◆ DATA SECTION:

-- Opening Marker --

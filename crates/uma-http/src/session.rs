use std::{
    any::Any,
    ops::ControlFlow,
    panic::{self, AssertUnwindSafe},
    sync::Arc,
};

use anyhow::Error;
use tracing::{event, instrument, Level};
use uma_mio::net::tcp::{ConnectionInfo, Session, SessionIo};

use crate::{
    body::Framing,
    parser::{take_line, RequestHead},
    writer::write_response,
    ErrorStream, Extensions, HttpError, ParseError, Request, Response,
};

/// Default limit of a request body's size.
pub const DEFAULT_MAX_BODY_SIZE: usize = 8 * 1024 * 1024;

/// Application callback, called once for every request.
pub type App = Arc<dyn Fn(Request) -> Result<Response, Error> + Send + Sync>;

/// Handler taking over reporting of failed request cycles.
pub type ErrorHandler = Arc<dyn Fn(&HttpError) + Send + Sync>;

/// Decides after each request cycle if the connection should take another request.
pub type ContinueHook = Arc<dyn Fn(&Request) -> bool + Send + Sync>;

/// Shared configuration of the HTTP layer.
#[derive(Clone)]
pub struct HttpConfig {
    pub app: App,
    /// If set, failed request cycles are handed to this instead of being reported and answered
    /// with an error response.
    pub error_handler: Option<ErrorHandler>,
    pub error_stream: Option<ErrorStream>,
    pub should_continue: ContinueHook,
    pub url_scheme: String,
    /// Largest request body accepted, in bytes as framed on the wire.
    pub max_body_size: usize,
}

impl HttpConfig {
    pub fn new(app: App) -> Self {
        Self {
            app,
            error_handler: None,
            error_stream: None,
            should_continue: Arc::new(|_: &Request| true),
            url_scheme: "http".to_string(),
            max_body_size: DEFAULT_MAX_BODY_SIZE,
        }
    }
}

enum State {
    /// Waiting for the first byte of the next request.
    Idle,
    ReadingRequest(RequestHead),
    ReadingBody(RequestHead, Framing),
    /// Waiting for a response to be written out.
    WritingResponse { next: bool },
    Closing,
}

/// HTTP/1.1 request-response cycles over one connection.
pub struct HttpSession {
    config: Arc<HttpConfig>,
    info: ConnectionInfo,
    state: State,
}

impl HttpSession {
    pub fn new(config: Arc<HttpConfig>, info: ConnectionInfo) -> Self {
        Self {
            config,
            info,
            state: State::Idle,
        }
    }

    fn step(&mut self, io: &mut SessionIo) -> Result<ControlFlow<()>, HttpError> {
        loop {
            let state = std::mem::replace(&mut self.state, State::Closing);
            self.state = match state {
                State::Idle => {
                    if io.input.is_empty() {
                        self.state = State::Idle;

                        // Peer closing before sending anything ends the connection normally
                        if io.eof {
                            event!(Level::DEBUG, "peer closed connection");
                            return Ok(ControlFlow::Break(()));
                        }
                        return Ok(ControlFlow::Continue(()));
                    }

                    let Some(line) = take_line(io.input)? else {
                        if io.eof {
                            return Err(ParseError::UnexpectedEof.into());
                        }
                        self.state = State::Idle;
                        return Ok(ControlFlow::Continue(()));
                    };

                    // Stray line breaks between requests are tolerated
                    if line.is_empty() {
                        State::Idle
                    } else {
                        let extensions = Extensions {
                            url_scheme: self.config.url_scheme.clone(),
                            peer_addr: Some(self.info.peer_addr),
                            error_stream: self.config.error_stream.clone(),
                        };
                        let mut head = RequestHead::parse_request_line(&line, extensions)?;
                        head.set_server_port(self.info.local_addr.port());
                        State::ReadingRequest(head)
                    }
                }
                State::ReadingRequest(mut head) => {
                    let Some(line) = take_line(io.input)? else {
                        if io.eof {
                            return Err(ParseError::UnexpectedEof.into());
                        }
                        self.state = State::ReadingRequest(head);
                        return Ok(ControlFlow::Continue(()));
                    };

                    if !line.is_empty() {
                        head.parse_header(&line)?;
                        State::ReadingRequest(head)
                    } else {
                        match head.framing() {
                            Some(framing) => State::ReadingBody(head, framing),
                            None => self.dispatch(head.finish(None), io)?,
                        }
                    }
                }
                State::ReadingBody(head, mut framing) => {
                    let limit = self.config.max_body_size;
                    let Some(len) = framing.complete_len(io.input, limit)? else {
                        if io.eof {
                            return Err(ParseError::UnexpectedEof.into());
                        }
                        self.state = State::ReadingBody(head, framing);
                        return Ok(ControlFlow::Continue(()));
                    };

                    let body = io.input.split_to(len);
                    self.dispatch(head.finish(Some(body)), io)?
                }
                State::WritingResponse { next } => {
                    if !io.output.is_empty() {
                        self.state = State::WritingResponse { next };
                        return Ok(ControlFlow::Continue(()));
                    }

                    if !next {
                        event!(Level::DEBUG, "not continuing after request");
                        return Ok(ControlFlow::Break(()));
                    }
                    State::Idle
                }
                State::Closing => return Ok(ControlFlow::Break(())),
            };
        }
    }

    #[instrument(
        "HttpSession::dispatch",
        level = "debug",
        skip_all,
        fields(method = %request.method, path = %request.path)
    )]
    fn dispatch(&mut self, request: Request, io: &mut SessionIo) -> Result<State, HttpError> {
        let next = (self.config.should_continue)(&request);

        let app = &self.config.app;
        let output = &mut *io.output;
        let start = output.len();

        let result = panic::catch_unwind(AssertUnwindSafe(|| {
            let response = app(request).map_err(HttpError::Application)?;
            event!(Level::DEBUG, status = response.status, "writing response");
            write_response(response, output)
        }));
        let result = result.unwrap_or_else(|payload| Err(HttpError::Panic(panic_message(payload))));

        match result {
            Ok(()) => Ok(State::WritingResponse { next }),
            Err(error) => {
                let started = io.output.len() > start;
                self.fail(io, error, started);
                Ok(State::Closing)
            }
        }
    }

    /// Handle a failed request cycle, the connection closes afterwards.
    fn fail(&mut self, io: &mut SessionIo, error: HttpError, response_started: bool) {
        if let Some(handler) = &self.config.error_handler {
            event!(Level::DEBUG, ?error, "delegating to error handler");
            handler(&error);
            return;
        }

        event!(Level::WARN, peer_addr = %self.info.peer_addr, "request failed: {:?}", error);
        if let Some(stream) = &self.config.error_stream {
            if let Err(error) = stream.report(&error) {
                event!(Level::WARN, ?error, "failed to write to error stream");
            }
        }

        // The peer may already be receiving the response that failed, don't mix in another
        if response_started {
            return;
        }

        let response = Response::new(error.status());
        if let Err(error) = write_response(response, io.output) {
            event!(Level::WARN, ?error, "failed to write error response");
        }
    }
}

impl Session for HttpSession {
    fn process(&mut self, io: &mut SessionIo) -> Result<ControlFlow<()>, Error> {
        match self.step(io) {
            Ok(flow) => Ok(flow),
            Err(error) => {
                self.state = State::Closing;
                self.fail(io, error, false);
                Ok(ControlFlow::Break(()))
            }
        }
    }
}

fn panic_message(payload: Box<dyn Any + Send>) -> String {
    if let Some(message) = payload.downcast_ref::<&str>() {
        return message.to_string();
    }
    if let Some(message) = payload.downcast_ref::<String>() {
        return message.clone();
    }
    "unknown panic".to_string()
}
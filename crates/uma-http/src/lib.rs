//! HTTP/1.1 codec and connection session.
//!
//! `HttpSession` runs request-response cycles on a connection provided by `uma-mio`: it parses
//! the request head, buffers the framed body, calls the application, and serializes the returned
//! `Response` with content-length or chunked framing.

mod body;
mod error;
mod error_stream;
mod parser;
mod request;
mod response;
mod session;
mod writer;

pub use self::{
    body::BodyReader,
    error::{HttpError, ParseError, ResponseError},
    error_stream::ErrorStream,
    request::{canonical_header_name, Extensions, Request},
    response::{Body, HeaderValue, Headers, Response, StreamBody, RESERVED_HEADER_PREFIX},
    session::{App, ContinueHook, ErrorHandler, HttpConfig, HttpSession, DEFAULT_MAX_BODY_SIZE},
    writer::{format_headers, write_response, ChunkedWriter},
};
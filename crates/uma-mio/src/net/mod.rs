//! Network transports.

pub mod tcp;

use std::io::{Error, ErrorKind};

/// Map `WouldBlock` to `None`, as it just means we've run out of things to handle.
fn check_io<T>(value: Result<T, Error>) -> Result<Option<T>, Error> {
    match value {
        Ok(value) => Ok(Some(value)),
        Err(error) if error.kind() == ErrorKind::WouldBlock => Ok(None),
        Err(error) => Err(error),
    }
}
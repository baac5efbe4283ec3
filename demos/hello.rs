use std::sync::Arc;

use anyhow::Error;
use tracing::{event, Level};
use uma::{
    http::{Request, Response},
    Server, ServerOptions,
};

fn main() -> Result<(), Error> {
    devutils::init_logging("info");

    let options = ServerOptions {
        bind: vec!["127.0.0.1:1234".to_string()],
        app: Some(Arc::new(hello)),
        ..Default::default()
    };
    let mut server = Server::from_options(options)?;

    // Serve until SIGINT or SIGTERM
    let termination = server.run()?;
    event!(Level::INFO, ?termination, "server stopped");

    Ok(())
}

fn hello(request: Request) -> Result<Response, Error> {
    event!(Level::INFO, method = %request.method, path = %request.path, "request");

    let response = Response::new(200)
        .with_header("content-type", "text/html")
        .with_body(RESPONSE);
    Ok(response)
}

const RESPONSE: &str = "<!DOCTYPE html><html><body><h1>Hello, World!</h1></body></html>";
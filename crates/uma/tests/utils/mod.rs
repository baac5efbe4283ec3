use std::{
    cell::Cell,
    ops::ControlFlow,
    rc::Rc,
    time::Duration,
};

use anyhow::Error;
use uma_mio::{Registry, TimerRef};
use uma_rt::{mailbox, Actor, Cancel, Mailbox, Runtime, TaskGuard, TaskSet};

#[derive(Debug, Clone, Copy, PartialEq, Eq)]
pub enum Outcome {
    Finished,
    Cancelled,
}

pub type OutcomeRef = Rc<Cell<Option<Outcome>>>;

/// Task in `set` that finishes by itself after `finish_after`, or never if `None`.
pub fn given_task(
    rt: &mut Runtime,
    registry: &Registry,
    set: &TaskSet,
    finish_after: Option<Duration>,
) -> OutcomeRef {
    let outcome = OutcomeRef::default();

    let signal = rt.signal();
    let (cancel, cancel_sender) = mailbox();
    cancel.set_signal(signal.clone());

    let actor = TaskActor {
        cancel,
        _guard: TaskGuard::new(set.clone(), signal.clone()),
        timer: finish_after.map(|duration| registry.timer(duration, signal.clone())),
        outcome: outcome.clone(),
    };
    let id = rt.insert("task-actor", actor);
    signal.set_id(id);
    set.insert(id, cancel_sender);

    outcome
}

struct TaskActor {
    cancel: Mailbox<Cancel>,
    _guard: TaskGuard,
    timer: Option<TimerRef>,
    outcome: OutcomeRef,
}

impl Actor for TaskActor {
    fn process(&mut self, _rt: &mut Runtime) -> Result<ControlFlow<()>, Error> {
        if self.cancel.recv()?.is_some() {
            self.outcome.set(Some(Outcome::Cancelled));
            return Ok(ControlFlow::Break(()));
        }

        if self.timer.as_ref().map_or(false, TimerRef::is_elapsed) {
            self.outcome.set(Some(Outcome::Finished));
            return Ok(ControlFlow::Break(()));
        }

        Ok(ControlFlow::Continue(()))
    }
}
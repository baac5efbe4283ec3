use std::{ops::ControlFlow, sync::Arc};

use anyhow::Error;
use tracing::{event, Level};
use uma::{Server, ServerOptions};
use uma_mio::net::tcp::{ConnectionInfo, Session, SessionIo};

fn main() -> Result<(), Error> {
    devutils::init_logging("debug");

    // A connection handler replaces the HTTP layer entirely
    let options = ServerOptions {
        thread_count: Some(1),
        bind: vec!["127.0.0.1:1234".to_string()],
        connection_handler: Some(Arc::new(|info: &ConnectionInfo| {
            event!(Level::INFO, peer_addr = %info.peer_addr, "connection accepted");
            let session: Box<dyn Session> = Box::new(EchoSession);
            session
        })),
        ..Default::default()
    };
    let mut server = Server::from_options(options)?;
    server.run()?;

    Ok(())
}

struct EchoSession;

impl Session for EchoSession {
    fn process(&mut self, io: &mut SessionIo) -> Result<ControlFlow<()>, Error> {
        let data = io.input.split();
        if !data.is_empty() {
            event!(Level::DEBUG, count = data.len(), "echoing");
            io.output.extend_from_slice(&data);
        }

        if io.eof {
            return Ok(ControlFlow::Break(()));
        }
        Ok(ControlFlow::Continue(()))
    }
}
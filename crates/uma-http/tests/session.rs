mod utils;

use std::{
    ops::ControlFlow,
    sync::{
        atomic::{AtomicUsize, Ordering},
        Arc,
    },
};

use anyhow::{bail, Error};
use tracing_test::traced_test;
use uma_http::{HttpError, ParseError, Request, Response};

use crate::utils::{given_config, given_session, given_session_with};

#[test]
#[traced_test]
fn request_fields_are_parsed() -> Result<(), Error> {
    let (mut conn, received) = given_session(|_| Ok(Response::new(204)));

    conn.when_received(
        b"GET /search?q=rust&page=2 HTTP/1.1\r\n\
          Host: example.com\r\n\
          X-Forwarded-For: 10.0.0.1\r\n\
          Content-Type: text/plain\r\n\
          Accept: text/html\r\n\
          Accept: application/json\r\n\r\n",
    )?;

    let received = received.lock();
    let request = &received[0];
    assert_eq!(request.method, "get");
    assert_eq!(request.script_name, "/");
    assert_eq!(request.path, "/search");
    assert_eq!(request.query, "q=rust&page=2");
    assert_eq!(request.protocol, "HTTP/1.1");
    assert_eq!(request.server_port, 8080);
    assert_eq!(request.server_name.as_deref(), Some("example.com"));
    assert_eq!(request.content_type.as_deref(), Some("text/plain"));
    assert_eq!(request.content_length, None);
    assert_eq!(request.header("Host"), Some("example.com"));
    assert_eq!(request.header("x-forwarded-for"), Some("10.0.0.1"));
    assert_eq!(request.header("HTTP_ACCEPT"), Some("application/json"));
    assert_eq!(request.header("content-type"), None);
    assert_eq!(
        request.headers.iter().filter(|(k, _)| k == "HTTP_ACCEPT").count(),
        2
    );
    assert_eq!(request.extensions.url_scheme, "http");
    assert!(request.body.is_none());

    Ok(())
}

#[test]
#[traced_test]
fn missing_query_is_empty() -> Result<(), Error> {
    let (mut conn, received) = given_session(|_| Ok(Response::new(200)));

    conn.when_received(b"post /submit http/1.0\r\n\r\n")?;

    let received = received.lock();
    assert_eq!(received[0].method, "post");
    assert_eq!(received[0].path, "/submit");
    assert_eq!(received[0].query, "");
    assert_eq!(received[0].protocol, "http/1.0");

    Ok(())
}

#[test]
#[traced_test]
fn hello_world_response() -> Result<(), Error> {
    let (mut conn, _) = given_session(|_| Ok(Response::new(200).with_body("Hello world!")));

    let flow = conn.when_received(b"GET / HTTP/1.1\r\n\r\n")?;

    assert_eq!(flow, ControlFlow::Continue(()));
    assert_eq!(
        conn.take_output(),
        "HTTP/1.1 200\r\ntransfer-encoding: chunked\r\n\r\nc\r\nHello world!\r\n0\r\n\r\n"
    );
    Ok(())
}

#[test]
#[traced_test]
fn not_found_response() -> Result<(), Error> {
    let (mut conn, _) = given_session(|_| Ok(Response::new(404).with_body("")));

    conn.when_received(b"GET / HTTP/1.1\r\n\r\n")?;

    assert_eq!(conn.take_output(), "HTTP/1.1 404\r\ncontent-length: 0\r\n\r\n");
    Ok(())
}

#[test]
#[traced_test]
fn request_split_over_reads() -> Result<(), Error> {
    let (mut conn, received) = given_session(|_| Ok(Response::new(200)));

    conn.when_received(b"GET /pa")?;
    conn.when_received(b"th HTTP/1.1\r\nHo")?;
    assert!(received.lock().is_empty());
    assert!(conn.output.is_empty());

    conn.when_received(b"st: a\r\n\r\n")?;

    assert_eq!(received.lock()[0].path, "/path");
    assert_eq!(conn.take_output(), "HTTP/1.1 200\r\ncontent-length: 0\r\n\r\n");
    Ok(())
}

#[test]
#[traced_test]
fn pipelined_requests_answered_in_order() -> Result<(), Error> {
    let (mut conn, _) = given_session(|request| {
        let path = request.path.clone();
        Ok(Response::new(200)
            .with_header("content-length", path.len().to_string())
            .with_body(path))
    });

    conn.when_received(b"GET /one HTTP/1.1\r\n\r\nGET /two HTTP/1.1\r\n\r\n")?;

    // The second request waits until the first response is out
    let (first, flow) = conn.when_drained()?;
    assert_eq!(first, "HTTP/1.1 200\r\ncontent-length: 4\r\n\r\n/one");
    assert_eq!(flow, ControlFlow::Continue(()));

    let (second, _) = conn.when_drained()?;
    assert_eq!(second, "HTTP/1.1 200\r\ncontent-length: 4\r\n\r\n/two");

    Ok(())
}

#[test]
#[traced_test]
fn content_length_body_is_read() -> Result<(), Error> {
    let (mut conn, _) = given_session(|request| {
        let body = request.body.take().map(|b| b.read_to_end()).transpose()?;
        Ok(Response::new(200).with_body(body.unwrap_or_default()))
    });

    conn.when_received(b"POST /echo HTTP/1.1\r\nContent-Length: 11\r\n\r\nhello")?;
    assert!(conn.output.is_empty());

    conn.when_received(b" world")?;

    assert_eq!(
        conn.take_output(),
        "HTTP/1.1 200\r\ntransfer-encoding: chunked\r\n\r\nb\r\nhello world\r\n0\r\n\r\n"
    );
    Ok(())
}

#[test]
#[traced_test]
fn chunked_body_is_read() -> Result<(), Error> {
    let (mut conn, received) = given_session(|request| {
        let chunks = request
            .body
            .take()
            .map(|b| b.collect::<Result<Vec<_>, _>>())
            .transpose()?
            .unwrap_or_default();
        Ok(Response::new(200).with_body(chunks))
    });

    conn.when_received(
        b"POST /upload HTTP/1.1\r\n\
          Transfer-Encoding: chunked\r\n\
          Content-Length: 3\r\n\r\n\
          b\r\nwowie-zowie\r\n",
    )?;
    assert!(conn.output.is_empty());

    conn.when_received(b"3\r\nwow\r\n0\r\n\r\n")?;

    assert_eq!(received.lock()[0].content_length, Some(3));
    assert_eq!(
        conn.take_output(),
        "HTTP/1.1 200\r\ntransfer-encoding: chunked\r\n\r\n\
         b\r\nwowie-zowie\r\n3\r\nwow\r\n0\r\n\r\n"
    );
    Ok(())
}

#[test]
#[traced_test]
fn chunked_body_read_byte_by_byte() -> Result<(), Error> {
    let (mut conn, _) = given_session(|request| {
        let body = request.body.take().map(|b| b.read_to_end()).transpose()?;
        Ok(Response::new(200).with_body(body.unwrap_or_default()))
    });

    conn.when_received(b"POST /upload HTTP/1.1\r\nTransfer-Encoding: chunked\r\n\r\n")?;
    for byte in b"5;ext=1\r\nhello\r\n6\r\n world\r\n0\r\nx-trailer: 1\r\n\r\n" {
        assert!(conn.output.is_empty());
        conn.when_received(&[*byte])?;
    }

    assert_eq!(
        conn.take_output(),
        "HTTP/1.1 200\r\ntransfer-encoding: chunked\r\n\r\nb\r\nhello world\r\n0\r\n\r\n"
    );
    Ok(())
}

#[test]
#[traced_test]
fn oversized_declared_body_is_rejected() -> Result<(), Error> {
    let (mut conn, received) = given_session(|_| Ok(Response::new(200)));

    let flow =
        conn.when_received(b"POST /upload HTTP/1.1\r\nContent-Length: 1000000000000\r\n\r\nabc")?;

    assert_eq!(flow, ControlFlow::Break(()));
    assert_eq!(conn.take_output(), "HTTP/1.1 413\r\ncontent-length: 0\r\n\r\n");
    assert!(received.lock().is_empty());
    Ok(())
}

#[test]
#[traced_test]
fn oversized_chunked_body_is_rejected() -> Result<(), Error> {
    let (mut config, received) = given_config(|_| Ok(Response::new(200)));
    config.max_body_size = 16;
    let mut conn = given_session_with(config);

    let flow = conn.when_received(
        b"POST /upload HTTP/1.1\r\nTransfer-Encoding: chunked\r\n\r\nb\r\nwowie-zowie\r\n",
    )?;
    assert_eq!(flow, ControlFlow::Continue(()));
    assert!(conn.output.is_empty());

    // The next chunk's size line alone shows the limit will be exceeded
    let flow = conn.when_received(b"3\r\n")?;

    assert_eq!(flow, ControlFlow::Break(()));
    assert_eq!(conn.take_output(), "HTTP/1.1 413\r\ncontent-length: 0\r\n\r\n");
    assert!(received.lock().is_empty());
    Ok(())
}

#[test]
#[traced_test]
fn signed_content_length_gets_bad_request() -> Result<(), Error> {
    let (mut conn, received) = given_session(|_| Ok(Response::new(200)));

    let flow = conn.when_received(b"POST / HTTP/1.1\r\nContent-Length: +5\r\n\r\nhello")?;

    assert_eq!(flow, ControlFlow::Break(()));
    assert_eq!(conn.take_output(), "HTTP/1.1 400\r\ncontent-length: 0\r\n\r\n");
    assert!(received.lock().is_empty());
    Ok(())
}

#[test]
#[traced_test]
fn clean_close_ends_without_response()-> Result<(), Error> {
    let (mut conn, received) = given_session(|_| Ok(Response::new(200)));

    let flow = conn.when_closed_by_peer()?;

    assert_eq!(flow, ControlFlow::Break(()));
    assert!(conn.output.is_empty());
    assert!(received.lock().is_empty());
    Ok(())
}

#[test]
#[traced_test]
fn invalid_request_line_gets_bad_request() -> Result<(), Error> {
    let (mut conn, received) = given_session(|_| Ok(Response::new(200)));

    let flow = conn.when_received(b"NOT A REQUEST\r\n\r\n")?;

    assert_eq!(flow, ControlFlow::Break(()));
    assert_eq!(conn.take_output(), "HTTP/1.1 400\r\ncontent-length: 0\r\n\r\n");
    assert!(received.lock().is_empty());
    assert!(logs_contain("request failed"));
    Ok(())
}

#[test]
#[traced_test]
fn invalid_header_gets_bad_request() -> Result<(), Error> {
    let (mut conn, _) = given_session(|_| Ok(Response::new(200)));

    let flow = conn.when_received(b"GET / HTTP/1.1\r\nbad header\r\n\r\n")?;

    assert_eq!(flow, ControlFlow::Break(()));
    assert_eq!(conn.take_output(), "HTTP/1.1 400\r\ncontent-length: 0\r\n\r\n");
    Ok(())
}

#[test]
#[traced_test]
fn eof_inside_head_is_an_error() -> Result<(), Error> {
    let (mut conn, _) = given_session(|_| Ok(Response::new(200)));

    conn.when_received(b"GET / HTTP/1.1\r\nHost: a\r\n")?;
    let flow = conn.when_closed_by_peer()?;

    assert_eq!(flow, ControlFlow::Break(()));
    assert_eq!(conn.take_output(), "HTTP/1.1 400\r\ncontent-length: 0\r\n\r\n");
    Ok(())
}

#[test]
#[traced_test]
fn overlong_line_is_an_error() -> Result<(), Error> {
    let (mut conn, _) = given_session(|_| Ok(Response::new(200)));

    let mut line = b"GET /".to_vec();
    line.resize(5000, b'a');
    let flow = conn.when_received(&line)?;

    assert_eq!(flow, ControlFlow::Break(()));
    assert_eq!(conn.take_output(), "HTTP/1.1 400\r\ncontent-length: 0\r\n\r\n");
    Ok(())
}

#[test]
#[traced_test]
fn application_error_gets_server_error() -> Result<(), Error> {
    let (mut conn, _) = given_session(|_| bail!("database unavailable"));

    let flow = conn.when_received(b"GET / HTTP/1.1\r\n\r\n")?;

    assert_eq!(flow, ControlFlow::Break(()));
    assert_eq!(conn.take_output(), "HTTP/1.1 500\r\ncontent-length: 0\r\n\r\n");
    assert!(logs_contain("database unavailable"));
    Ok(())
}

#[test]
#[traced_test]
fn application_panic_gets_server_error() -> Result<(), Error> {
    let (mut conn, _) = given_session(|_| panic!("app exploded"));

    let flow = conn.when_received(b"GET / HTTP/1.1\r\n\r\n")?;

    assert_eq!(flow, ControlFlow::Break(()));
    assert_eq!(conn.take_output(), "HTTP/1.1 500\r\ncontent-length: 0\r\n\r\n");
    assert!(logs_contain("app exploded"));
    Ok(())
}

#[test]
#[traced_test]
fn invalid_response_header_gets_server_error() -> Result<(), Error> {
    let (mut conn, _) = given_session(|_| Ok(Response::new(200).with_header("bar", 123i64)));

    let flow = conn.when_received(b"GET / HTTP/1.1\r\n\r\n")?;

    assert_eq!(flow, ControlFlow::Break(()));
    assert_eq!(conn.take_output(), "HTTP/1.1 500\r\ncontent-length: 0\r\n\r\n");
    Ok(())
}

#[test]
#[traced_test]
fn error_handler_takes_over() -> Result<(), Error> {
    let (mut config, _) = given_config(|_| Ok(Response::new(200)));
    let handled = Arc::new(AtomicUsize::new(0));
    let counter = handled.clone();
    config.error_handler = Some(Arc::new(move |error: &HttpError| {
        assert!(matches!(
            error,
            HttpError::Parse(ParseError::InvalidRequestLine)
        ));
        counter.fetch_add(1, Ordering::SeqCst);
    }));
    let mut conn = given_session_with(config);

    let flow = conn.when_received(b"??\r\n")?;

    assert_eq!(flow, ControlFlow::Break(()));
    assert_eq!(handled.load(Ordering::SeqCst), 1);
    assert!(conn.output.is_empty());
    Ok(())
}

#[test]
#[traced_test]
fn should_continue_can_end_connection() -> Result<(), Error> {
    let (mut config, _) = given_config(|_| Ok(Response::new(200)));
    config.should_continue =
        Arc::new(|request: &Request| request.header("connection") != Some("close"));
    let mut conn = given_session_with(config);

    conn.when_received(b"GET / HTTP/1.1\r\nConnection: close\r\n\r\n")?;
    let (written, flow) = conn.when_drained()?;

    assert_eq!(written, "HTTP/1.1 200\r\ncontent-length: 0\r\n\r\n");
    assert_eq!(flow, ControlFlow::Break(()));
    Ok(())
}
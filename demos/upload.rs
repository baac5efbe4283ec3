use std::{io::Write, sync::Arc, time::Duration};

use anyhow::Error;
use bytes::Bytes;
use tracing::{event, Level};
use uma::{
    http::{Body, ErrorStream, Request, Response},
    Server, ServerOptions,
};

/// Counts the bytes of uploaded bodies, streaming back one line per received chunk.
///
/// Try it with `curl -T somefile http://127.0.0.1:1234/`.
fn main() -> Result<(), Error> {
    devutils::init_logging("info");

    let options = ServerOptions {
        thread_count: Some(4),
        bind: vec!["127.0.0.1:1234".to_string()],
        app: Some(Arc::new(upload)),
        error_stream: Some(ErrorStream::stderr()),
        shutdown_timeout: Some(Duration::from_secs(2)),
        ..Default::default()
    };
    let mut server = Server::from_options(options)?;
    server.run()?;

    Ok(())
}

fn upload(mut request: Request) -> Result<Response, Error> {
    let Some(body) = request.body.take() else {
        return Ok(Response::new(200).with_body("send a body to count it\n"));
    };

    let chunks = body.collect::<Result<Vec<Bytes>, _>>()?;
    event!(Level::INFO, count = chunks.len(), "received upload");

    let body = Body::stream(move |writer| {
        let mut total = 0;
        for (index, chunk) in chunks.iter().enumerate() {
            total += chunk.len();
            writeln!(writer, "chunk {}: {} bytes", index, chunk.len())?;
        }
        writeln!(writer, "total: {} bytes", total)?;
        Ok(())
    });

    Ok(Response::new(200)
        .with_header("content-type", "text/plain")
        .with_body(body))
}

-- Closing Marker --

Wherever a line in the entries holds "HttpConfig", copy that line.

pub struct HttpConfig {
impl HttpConfig {
    config: Arc<HttpConfig>,
    pub fn new(config: Arc<HttpConfig>, info: ConnectionInfo) -> Self {
    session::{App, ContinueHook, ErrorHandler, HttpConfig, HttpSession, DEFAULT_MAX_BODY_SIZE},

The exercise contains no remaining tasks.